Helen Brooks e colleghi, della University of Manchester, hanno intervistato 54 persone che avevano già ricevuto una diagnosi di problemi di salute mentale a lungo termine, e hanno dedicato particolare attenzione all’esperienza quotidiana del vivere giorno per giorno con una malattia mentale. I ricercatori hanno, in pratica, chiesto ai partecipanti di valutare il rapporto, il valore e il significato degli animali domestici nella loro vita. Allo scopo i partecipanti allo studio hanno ricevuto un diagramma con tre cerchi concentrici attorno ad una piazza che rappresentava il proprietario dell’animale. È stato chiesto loro di scrivere i nomi di persone, luoghi e cose che hanno dato loro un sostegno. Ebbene, dei 54 partecipanti, 25 hanno considerato i loro animali domestici come facenti parte della loro rete sociale. E circa il 60% degli animali è stato collocato nel cerchio più vicino al proprietario, e il 20% li ha posti nel secondo cerchio.

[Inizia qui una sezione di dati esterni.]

use sea_orm::{ColumnTrait, ConnectionTrait, DbErr, EntityTrait, QueryFilter, QueryOrder};

use crate::server::model::db::EveCharacterModel;

/// Read access to `eve_character`.
pub struct CharacterRepository<'a, C: ConnectionTrait> {
    db: &'a C,
}

impl<'a, C: ConnectionTrait> CharacterRepository<'a, C> {
    /// Creates a new instance of [`CharacterRepository`]
    pub fn new(db: &'a C) -> Self {
        Self { db }
    }

    /// Get a character using its record ID
    pub async fn get_by_id(&self, id: i32) -> Result<Option<EveCharacterModel>, DbErr> {
        entity::prelude::EveCharacter::find_by_id(id)
            .one(self.db)
            .await
    }

    /// Get characters by record IDs, ordered by record ID
    pub async fn get_many_by_ids(&self, ids: &[i32]) -> Result<Vec<EveCharacterModel>, DbErr> {
        if ids.is_empty() {
            return Ok(Vec::new());
        }

        entity::prelude::EveCharacter::find()
            .filter(entity::eve_character::Column::Id.is_in(ids.iter().copied()))
            .order_by_asc(entity::eve_character::Column::Id)
            .all(self.db)
            .await
    }
}
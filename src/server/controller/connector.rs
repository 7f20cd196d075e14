use axum::{
    extract::{Path, Query, State},
    http::StatusCode,
    response::IntoResponse,
    Json,
};
use serde::Deserialize;
use utoipa::IntoParams;

use crate::{
    model::{
        api::ErrorDto,
        connector::{ConnectorUserDto, ConnectorUserSetsDto, LinkUserDto},
    },
    server::{
        error::Error,
        model::{app::AppState, db::ConnectorUserModel},
        service::{
            connector::{
                entitlement::EntitlementResolver,
                nickname::NicknameService,
                user::{ConnectorAccount, ConnectorUserService},
            },
            user::identity::IdentityService,
        },
    },
};

/// OpenAPI tag of the connector endpoints
pub static CONNECTOR_TAG: &str = "connector";

/// Query of the linked user listing.
#[derive(Deserialize, IntoParams)]
#[into_params(parameter_in = Query)]
pub struct ListUsersParams {
    /// Connector type of the linked users
    pub driver: Option<String>,
}

impl From<ConnectorUserModel> for ConnectorUserDto {
    fn from(model: ConnectorUserModel) -> Self {
        Self {
            id: model.id,
            connector_type: model.connector_type,
            connector_id: model.connector_id,
            connector_name: model.connector_name,
            user_id: model.user_id,
            unique_id: model.unique_id,
            created_at: model.created_at,
            updated_at: model.updated_at,
        }
    }
}

fn not_found(message: &str) -> axum::response::Response {
    (
        StatusCode::NOT_FOUND,
        Json(ErrorDto {
            error: message.to_string(),
        }),
    )
        .into_response()
}

/// List the users linked on a connector
///
/// Without a `driver` no user is listed.
#[utoipa::path(
    get,
    path = "/api/connector/users",
    tag = CONNECTOR_TAG,
    params(ListUsersParams),
    responses(
        (status = 200, description = "Linked users of the connector", body = Vec<ConnectorUserDto>),
        (status = 500, description = "Internal server error", body = ErrorDto)
    ),
)]
pub async fn list_users(
    State(state): State<AppState>,
    Query(params): Query<ListUsersParams>,
) -> Result<impl IntoResponse, Error> {
    let connector_user_service = ConnectorUserService::new(&state.db, &state.connector);

    let users: Vec<ConnectorUserDto> = connector_user_service
        .list(params.driver.as_deref())
        .await?
        .into_iter()
        .map(ConnectorUserDto::from)
        .collect();

    Ok((StatusCode::OK, Json(users)))
}

/// Get the sets and nickname of a linked user
#[utoipa::path(
    get,
    path = "/api/connector/{driver}/users/{user_id}/sets",
    tag = CONNECTOR_TAG,
    params(
        ("driver" = String, Path, description = "Connector type"),
        ("user_id" = i32, Path, description = "Heimdall user ID")
    ),
    responses(
        (status = 200, description = "Entitled sets of the linked user", body = ConnectorUserSetsDto),
        (status = 404, description = "User is not linked on the connector", body = ErrorDto),
        (status = 500, description = "Internal server error", body = ErrorDto)
    ),
)]
pub async fn get_user_sets(
    State(state): State<AppState>,
    Path((driver, user_id)): Path<(String, i32)>,
) -> Result<impl IntoResponse, Error> {
    let connector_user_service = ConnectorUserService::new(&state.db, &state.connector);

    let Some(linked_user) = connector_user_service.get(&driver, user_id).await? else {
        return Ok(not_found("User not linked"));
    };

    let mut resolver = EntitlementResolver::new(&state.db, &state.connector);
    let sets = resolver.resolve_entitlements(&linked_user).await?;

    let nickname = NicknameService::new(&state.db, &state.connector)
        .build_nickname(&linked_user)
        .await?;

    Ok((
        StatusCode::OK,
        Json(ConnectorUserSetsDto {
            connector_type: linked_user.connector_type,
            connector_id: linked_user.connector_id,
            nickname,
            sets: sets.into_iter().collect(),
        }),
    )
        .into_response())
}

/// Link a user to a platform account
///
/// Replaces the account of an existing link for the same connector.
#[utoipa::path(
    put,
    path = "/api/connector/{driver}/users/{user_id}",
    tag = CONNECTOR_TAG,
    params(
        ("driver" = String, Path, description = "Connector type"),
        ("user_id" = i32, Path, description = "Heimdall user ID")
    ),
    request_body = LinkUserDto,
    responses(
        (status = 200, description = "Linked user", body = ConnectorUserDto),
        (status = 404, description = "User not found", body = ErrorDto),
        (status = 500, description = "Internal server error", body = ErrorDto)
    ),
)]
pub async fn link_user(
    State(state): State<AppState>,
    Path((driver, user_id)): Path<(String, i32)>,
    Json(body): Json<LinkUserDto>,
) -> Result<impl IntoResponse, Error> {
    if IdentityService::new(&state.db)
        .get_user(user_id)
        .await?
        .is_none()
    {
        return Ok(not_found("User not found"));
    }

    let account = ConnectorAccount {
        connector_id: body.connector_id,
        connector_name: body.connector_name,
        unique_id: body.unique_id,
    };

    let linked_user = ConnectorUserService::new(&state.db, &state.connector)
        .link_user(&driver, user_id, &account)
        .await?;

    Ok((StatusCode::OK, Json(ConnectorUserDto::from(linked_user))).into_response())
}

/// Unlink a user from a connector
#[utoipa::path(
    delete,
    path = "/api/connector/{driver}/users/{user_id}",
    tag = CONNECTOR_TAG,
    params(
        ("driver" = String, Path, description = "Connector type"),
        ("user_id" = i32, Path, description = "Heimdall user ID")
    ),
    responses(
        (status = 204, description = "User unlinked"),
        (status = 404, description = "User is not linked on the connector", body = ErrorDto),
        (status = 500, description = "Internal server error", body = ErrorDto)
    ),
)]
pub async fn unlink_user(
    State(state): State<AppState>,
    Path((driver, user_id)): Path<(String, i32)>,
) -> Result<impl IntoResponse, Error> {
    let unlinked = ConnectorUserService::new(&state.db, &state.connector)
        .unlink(&driver, user_id)
        .await?;

    if !unlinked {
        return Ok(not_found("User not linked"));
    }

    Ok(StatusCode::NO_CONTENT.into_response())
}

Helen Brooks ha in primo luogo sottolineato che diversi animali, in questo studio, sono stati visti come il supporto sociale più importante e centrale nella vita dei proprietari, fornendo spesso rapporti sicuri e altrimenti non disponibili con altri esseri umani. In proposito uno dei partecipanti parlando del suo cane ha detto di potersi fidare di lui più che delle persone. E un altro partecipante, riferendosi al suo gatto, lo ha reputato in grado di percepire da solo, senza bisogno di chiamarlo, quando avesse bisogno di compagnia. In definitiva gli autori ritengono che i loro risultati siano molto indicativi su quanto un animale domestico possa essere d’aiuto al suo proprietario, specie se malato di mente, anche fornendo una presenza fisica costante. Altri ricercatori hanno valorizzato lo studio precisando come in Australia e negli Stati Uniti l’impiego di animali domestici bisognosi di cure, se per esempio affidati ad anziani soli, a loro volta bisognosi di attenzione e compagnia, abbaia già portato a buoni risultati.